- WHAT IS REQUIRED: Locate the string "wall" in the records below. Copy every line where it occurs.

- MATERIAL PROVIDED:
◆ ◆ ◆ ◆ ◆ ◆ ◆

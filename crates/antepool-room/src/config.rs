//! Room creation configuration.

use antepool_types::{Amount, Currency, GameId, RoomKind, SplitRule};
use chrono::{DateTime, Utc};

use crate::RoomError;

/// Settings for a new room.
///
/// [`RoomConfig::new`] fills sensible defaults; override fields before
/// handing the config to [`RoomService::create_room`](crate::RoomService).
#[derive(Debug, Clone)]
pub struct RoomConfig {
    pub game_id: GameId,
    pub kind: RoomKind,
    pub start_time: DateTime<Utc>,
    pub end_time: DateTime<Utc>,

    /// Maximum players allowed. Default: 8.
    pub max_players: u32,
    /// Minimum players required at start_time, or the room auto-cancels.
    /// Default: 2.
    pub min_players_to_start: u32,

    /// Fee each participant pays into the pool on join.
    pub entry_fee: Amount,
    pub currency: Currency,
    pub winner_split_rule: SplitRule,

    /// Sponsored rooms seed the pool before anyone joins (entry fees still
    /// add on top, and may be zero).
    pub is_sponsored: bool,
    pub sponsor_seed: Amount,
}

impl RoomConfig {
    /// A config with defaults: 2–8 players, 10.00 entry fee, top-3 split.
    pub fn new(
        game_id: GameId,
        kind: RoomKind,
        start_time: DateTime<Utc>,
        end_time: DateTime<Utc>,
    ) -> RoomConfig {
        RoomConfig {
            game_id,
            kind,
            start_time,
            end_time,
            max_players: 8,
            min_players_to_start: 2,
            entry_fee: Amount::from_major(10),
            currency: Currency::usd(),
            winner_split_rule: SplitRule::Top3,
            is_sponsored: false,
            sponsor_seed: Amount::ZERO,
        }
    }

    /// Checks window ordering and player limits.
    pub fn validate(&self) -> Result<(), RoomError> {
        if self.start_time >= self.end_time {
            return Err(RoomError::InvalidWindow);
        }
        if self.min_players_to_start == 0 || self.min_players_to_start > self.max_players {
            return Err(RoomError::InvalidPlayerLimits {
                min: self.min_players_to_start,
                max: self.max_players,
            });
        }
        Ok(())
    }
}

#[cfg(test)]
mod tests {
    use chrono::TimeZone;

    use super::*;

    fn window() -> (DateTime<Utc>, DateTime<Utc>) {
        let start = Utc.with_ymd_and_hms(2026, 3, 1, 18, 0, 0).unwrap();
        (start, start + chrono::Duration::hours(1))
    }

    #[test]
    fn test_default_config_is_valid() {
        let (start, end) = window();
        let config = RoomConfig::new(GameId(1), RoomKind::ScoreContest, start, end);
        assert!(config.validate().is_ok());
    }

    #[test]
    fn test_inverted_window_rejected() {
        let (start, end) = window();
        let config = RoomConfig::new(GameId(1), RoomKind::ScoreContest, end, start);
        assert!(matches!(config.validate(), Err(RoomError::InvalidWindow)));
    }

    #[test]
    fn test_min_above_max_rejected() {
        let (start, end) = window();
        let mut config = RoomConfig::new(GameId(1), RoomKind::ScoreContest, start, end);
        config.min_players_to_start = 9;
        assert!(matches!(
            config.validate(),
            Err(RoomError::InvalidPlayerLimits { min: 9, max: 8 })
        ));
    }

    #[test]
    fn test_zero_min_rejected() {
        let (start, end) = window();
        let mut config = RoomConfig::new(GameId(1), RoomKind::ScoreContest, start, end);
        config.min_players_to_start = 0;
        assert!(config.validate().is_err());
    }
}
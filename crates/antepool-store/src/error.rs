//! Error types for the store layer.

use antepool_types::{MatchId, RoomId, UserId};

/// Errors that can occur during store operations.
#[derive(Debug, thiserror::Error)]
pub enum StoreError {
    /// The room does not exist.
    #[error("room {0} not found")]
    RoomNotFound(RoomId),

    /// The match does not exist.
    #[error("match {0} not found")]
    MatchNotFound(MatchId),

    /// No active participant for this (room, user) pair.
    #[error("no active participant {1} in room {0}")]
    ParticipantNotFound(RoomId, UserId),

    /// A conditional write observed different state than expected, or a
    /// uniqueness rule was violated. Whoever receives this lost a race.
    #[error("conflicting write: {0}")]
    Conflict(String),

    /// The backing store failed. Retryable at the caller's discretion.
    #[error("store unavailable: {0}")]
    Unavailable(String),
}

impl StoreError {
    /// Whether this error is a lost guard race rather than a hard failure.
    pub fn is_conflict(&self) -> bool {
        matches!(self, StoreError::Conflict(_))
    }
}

◆ ◆ ◆ ◆ ◆ ◆ ◆

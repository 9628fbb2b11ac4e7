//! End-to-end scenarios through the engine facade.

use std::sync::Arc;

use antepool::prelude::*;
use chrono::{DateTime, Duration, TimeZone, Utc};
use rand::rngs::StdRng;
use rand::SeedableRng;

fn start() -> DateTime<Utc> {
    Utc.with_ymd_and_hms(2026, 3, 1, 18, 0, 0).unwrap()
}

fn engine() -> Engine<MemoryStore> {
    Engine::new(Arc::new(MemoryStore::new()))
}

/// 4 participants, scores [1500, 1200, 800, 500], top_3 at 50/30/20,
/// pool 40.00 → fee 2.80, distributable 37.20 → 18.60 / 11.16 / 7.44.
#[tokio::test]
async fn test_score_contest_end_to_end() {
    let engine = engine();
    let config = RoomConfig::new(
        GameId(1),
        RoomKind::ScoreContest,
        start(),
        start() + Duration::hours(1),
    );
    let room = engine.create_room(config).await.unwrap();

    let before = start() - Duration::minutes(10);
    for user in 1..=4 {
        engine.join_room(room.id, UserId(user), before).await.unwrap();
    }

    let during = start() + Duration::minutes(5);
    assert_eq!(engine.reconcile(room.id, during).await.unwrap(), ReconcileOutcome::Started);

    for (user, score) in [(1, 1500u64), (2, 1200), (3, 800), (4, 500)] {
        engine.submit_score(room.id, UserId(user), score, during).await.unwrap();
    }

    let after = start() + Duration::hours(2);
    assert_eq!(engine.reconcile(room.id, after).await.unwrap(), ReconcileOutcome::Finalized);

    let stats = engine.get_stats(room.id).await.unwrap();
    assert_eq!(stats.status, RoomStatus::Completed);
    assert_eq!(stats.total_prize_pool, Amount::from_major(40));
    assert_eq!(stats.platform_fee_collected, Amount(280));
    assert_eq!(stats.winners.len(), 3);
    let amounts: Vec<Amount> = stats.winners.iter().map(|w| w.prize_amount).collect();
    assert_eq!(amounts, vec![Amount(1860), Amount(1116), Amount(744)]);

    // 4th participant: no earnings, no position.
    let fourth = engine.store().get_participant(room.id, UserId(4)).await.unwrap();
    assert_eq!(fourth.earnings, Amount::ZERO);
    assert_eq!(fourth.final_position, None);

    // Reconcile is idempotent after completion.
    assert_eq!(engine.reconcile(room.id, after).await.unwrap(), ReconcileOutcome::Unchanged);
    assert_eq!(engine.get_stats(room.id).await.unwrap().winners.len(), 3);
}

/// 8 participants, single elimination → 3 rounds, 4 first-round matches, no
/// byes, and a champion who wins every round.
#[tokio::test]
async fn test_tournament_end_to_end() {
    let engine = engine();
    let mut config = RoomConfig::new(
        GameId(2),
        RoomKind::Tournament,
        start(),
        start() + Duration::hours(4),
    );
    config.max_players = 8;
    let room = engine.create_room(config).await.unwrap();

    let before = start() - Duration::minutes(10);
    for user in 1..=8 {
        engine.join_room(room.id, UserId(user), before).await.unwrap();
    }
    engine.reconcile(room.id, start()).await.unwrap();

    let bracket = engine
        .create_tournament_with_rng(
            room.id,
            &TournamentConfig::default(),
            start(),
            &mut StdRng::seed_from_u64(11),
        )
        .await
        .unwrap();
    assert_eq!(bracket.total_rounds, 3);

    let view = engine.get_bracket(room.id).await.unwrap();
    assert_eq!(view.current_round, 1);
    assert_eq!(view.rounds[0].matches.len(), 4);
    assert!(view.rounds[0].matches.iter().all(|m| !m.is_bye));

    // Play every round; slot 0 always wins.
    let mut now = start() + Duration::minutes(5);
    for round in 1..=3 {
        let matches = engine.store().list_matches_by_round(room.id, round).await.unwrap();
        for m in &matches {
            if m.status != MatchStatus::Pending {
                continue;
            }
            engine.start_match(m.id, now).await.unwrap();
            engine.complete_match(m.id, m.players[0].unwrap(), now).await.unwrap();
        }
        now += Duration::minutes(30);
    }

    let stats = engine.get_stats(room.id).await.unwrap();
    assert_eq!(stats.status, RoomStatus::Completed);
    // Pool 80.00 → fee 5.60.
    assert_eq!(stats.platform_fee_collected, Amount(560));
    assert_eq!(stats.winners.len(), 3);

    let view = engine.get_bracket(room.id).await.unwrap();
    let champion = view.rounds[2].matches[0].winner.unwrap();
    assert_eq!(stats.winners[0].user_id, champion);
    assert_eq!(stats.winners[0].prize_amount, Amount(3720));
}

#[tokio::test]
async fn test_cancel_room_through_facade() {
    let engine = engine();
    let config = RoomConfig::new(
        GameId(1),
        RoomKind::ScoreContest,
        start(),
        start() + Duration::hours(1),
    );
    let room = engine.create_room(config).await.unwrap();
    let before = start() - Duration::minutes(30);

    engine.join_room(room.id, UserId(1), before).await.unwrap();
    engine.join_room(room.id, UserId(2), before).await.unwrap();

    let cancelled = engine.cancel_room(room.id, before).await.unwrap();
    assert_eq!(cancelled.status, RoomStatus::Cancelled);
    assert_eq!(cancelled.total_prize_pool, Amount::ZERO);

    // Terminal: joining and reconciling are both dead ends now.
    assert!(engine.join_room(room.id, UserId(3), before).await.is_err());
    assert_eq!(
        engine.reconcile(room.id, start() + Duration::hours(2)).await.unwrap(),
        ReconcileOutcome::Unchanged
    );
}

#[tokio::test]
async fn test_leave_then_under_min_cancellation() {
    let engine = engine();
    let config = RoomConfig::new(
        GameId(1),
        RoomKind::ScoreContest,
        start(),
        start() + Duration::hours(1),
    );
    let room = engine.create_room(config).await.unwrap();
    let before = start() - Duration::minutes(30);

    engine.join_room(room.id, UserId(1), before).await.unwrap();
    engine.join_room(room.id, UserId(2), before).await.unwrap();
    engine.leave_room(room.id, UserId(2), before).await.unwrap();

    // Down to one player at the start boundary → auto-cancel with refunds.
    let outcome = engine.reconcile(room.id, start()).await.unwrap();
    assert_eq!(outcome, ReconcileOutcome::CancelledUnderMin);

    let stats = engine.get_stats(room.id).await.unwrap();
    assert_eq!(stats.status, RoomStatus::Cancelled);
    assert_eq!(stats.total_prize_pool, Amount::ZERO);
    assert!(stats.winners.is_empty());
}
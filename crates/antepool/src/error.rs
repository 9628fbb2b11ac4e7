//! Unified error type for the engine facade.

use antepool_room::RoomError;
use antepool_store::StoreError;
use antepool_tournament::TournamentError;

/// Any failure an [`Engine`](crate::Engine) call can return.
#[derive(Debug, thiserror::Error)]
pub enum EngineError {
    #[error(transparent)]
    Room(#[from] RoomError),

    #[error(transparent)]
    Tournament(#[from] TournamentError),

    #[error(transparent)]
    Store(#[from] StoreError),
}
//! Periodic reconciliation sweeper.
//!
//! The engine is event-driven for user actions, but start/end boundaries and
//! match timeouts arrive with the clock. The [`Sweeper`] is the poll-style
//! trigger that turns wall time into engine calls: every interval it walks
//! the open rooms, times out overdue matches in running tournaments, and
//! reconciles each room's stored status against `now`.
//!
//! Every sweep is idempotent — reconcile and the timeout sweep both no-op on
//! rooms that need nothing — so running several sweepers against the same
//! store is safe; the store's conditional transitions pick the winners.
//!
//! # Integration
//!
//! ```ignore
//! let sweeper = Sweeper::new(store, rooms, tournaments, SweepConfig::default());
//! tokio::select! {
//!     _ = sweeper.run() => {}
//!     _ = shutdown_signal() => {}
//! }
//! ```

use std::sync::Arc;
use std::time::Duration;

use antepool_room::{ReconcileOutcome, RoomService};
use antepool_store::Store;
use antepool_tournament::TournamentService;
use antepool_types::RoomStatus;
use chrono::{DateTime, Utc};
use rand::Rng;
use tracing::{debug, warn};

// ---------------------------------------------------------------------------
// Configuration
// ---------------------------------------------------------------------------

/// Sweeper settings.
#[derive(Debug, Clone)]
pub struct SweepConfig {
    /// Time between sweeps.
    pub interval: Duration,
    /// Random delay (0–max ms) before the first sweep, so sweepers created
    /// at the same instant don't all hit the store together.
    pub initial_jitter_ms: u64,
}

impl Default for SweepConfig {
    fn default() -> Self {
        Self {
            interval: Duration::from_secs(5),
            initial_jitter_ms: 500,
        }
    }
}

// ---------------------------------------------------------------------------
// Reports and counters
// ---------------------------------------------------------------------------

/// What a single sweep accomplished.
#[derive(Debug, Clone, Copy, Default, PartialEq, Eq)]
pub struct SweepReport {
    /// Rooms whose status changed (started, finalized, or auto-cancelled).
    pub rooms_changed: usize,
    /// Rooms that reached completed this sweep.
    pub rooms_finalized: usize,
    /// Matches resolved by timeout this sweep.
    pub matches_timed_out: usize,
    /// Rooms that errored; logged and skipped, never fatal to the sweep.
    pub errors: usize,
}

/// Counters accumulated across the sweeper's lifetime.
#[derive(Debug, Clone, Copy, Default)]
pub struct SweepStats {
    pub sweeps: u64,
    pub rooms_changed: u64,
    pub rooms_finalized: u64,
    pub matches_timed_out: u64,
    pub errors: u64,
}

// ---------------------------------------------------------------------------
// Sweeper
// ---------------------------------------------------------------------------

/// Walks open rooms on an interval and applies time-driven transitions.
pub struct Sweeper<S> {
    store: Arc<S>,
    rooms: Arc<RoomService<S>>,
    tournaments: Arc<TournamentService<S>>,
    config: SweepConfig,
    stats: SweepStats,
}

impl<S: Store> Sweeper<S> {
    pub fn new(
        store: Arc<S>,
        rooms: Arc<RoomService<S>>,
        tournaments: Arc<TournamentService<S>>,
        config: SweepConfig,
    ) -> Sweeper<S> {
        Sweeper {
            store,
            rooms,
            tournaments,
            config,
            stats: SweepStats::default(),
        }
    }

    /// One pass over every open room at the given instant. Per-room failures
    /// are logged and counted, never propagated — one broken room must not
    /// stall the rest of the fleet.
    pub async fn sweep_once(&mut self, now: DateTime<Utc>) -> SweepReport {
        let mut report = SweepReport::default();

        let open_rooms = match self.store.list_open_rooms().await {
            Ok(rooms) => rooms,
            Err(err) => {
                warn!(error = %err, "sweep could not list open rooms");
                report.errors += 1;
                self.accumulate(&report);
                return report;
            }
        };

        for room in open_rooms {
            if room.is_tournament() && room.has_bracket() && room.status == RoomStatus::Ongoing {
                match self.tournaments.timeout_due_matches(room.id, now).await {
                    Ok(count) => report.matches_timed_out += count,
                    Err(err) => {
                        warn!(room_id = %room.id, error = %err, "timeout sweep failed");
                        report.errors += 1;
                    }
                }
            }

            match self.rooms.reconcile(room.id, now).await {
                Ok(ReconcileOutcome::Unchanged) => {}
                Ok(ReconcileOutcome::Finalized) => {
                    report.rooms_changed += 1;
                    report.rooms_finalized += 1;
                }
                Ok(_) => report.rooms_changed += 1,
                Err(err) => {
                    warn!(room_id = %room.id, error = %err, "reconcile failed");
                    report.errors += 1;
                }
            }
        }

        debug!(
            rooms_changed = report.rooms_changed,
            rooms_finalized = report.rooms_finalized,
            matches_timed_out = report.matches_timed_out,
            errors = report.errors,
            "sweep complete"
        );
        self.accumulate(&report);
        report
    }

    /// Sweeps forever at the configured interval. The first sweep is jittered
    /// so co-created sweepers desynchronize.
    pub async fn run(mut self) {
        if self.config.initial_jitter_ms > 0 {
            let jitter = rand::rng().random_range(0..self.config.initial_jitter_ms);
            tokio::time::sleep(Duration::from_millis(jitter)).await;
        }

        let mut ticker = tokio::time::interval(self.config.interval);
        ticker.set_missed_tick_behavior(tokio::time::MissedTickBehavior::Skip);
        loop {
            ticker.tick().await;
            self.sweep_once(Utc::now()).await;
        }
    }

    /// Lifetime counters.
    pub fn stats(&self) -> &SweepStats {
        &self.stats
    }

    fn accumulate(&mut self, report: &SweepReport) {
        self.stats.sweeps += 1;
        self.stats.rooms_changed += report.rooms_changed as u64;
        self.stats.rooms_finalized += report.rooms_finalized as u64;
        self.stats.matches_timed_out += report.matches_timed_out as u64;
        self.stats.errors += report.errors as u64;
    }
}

◆ ◆ ◆ ◆ ◆ ◆ ◆

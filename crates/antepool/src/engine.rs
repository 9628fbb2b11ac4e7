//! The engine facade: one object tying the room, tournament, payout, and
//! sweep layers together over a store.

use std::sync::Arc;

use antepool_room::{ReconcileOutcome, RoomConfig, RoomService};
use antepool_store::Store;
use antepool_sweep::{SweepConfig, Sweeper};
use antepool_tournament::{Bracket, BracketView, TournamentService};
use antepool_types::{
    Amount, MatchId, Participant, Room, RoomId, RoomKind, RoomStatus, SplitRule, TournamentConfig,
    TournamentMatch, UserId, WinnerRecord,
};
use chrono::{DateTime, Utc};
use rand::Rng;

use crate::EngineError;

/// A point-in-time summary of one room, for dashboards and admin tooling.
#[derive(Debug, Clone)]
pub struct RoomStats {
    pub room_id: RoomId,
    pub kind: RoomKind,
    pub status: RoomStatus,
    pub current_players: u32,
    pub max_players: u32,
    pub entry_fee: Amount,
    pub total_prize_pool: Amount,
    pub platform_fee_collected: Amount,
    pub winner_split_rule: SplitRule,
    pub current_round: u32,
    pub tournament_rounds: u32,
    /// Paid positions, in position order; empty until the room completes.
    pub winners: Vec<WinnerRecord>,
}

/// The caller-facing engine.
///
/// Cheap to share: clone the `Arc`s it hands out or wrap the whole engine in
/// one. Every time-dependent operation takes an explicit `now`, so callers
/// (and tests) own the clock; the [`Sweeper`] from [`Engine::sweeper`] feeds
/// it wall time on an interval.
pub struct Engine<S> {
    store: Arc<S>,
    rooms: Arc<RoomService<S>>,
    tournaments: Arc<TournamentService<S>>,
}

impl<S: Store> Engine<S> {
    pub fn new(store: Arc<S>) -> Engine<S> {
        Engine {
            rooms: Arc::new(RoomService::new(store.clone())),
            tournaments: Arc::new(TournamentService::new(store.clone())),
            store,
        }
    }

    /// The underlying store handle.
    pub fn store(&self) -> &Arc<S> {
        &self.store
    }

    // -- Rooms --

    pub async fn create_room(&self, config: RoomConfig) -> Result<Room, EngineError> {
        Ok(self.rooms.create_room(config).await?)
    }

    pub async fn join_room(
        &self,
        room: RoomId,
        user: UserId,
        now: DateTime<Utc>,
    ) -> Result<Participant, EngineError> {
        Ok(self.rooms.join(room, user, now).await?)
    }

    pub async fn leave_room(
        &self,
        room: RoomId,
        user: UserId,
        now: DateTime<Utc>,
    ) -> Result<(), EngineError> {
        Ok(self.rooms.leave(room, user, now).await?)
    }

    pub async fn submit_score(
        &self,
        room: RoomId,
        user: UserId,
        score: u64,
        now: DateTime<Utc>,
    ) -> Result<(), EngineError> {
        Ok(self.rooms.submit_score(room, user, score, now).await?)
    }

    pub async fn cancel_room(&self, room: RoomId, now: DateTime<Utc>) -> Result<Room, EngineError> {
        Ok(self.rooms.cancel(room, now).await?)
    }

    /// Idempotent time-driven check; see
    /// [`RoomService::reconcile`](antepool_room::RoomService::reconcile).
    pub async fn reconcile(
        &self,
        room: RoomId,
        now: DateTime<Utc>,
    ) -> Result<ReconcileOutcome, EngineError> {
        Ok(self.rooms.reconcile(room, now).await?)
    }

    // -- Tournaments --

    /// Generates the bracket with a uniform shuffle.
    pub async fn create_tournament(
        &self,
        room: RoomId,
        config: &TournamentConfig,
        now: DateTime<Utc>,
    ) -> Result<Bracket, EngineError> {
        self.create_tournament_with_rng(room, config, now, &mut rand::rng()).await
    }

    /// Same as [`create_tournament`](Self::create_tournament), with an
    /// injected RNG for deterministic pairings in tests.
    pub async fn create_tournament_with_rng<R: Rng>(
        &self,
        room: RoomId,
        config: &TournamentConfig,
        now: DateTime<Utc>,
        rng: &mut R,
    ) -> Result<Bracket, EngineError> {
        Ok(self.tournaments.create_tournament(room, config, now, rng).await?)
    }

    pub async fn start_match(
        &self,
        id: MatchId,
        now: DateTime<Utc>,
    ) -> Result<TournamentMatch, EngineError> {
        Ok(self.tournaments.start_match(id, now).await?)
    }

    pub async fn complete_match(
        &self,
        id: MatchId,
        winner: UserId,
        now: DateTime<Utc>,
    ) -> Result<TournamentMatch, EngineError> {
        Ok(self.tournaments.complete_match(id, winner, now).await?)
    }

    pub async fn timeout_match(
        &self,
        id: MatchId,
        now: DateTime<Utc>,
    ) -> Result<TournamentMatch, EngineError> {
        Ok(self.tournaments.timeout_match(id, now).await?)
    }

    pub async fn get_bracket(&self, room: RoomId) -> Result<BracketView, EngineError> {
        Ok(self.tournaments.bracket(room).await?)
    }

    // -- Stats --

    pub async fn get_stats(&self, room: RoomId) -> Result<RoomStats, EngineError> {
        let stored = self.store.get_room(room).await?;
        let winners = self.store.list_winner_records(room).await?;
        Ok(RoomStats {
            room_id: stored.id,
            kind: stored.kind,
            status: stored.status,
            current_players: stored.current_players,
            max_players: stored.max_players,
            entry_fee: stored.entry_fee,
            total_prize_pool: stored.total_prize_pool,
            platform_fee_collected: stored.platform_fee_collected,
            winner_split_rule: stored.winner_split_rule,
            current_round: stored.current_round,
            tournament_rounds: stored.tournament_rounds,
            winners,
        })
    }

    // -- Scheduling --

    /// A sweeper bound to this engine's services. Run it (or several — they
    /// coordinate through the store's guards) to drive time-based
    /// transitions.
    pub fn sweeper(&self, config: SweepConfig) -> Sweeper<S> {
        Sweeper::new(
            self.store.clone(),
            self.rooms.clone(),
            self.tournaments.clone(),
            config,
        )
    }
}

◆ ◆ ◆ ◆ ◆ ◆ ◆

- RESPONSE:
//! trigger that turns wall time into engine calls: every interval it walks
/// it wall time on an interval.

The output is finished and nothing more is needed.